I have a projective plane, that means all the points $(x, y, z)$ gets projected to $(X=x/z, Y=y/z, 1)$.
I would like to know what is the area of the unit sphere $x^2+y^2+z^2=1$ that gets projected to a rectangle. Let's say $1<X<2$ and $2<Y<3$ in my projective plane.
When using spherical coordinates ($x=\sin\theta \cos\varphi$, $y=\sin\theta \sin\varphi$, $z=\cos\theta$) I have $$A= \int_\varphi\int_\theta \sin \theta \, \mathrm{d}\theta \mathrm{d}\varphi$$
I would have to introduce kind of substitution that would map $(\theta, \varphi)$ to $(X,Y)$ in the way that $X=x/z=\sin\theta \cos \varphi / \cos\theta$, $Y=y/z=\sin\theta \sin \varphi / \cos\theta$ that leads, if I computed Jacobian correctly, $$A=\int_1^2 \int_2^3 \cos^3 (\arctan \sqrt{X^2+Y^2})\, \mathrm{d}X \mathrm{d}Y$$
And further using formula $\cos (\arctan x) = 1/\sqrt{1+x^2}$ I have that
$$A=\int_1^2 \int_2^3 \frac{1}{ (1+X^2+Y^2)^\frac{3}{2}}\, \mathrm{d}X \mathrm{d}Y$$
Wolfram alpha gave me the result: $$\int \int \frac{1}{ (1+X^2+Y^2)^\frac{3}{2}}\, \mathrm{d}X \mathrm{d}Y = c_1 Y + c_2 - 0.5 i \ln\frac{X \sqrt{X^2 + Y^2 + 1} + X^2 - i Y + 1}{X (-1 + i Y)} + 0.5 i \ln\frac{X \sqrt{X^2 + Y^2 + 1} + X^2 + i Y + 1}{X (-1 - i Y)}$$
Apparently the result is correct as the integration over $\mathbb{R}^2$ gives $2\pi$. Unfortunately I have to compute a bit myself in order to get definite integral and closed formula for any rectangle in $\mathbb{R}^2$.

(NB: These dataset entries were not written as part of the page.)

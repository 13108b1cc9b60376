pub mod queries;

pub use queries::{handle, FindOverlapsQuery};
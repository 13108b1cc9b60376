pub mod pagination;

pub use pagination::{PageParams, DEFAULT_PAGE_SIZE, MAX_PAGE_SIZE};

Do you see some trick how to do this easily?
I think this is more easily done with spherical geometry than with integration.

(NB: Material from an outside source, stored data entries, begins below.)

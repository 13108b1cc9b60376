//! Request and response shapes exchanged with the search service

use chromoseek_common::FeatureDocument;
use serde::{Deserialize, Serialize};
use serde_json::Value;
use std::collections::HashMap;

/// Body of a `_search` call
#[derive(Debug, Clone, PartialEq, Serialize, Deserialize)]
pub struct SearchRequest {
    pub query: Value,
    pub from: u64,
    pub size: u64,
    #[serde(skip_serializing_if = "Option::is_none")]
    pub aggs: Option<Value>,
    #[serde(skip_serializing_if = "Option::is_none")]
    pub track_total_hits: Option<bool>,
}

impl SearchRequest {
    pub fn new(query: Value, from: u64, size: u64) -> Self {
        Self {
            query,
            from,
            size,
            aggs: None,
            track_total_hits: None,
        }
    }

    pub fn with_aggs(mut self, aggs: Value) -> Self {
        self.aggs = Some(aggs);
        self
    }

    pub fn with_track_total_hits(mut self, track: bool) -> Self {
        self.track_total_hits = Some(track);
        self
    }
}

#[derive(Debug, Clone, Default, Deserialize)]
pub struct SearchResponse {
    pub hits: Hits,
    #[serde(default)]
    pub aggregations: HashMap<String, TermsAggregation>,
}

#[derive(Debug, Clone, Default, Deserialize)]
pub struct Hits {
    #[serde(default)]
    pub hits: Vec<Hit>,
}

#[derive(Debug, Clone, Deserialize)]
pub struct Hit {
    #[serde(rename = "_source")]
    pub source: FeatureDocument,
}

#[derive(Debug, Clone, Default, Deserialize)]
pub struct TermsAggregation {
    #[serde(default)]
    pub buckets: Vec<TermsBucket>,
}

#[derive(Debug, Clone, PartialEq, Eq, Serialize, Deserialize)]
pub struct TermsBucket {
    pub key: String,
    pub doc_count: u64,
}

impl SearchResponse {
    pub fn from_documents(documents: Vec<FeatureDocument>) -> Self {
        Self {
            hits: Hits {
                hits: documents.into_iter().map(|source| Hit { source }).collect(),
            },
            aggregations: HashMap::new(),
        }
    }

    /// Consume the response, keeping only the hit sources in store order.
    pub fn into_documents(self) -> Vec<FeatureDocument> {
        self.hits.hits.into_iter().map(|hit| hit.source).collect()
    }

    /// Buckets of a named terms aggregation; empty when the store returned none.
    pub fn buckets(&self, name: &str) -> &[TermsBucket] {
        self.aggregations
            .get(name)
            .map(|agg| agg.buckets.as_slice())
            .unwrap_or_default()
    }
}

/// A document the store refused during a bulk write
#[derive(Debug, Clone, PartialEq, Eq)]
pub struct BulkFailure {
    /// Position of the document within the submitted batch
    pub position: usize,
    pub status: u16,
    pub reason: String,
}

impl BulkFailure {
    /// Throttled documents may be resubmitted.
    pub fn is_transient(&self) -> bool {
        self.status == 429
    }
}

/// Per-batch accounting returned by [`crate::SearchStore::bulk`]
#[derive(Debug, Clone, Default, PartialEq, Eq)]
pub struct BulkOutcome {
    pub succeeded: usize,
    pub failed: Vec<BulkFailure>,
}

impl BulkOutcome {
    pub fn all_succeeded(count: usize) -> Self {
        Self {
            succeeded: count,
            failed: Vec::new(),
        }
    }
}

You’re projecting antipodes to the same point, so the rectangle in the plane corresponds to two antipodal spherical quadrangles. We can calculate the area of one of them and multiply by $2$.
The sides of the rectangle correspond to segments of great circles on the unit sphere. The normal vectors of the great circles corresponding to $X=1$, $Y=2$, $X=2$ and $Y=3$ are $(1,0,-1)$, $(0,1,-2)$, $(-1,0,2)$ and $(0,-1,3)$, respectively (where the signs are chosen for an oriented traversal of the perimeter of the rectangle). Denote them by $n_i$ (with $n_0=n_4$). Then the internal angles of a rectangle formed by these great cirles are $\pi-\arccos\frac{n_i\cdot n_{i-1}}{|n_i||n_{i-1}|}$, so the area of the spherical quadrangle they form is (see Wikipedia)

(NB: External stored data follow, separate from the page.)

//! Query features
//!
//! Organized like the rest of the workspace's read paths: one module per
//! feature, each with a `queries` submodule holding the query type and its
//! handler.

pub mod genes;
pub mod overlaps;
pub mod shared;
pub mod statistics;

use chromoseek_store::SearchStore;
use std::sync::Arc;

/// Shared state handed to every query handler
#[derive(Clone)]
pub struct FeatureState {
    pub store: Arc<dyn SearchStore>,
    /// Collection holding feature documents
    pub index: String,
}

impl FeatureState {
    pub fn new(store: Arc<dyn SearchStore>, index: impl Into<String>) -> Self {
        Self {
            store,
            index: index.into(),
        }
    }
}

\begin{eqnarray} && 2\pi-\sum_{i=1}^4\arccos\frac{n_i\cdot n_{i-1}}{|n_i||n_{i-1}|} \\&=& 2\pi-\left( \arccos\frac2{\sqrt{2\cdot5}}+\arccos\frac{-4}{\sqrt{5\cdot5}}+\arccos\frac6{\sqrt{5\cdot10}}+\arccos\frac{-3}{\sqrt{10\cdot2}}\right) \\ &\approx& 0.0353\;. \end{eqnarray}
So the total area projected onto that rectangle is twice this, about $0.0706$.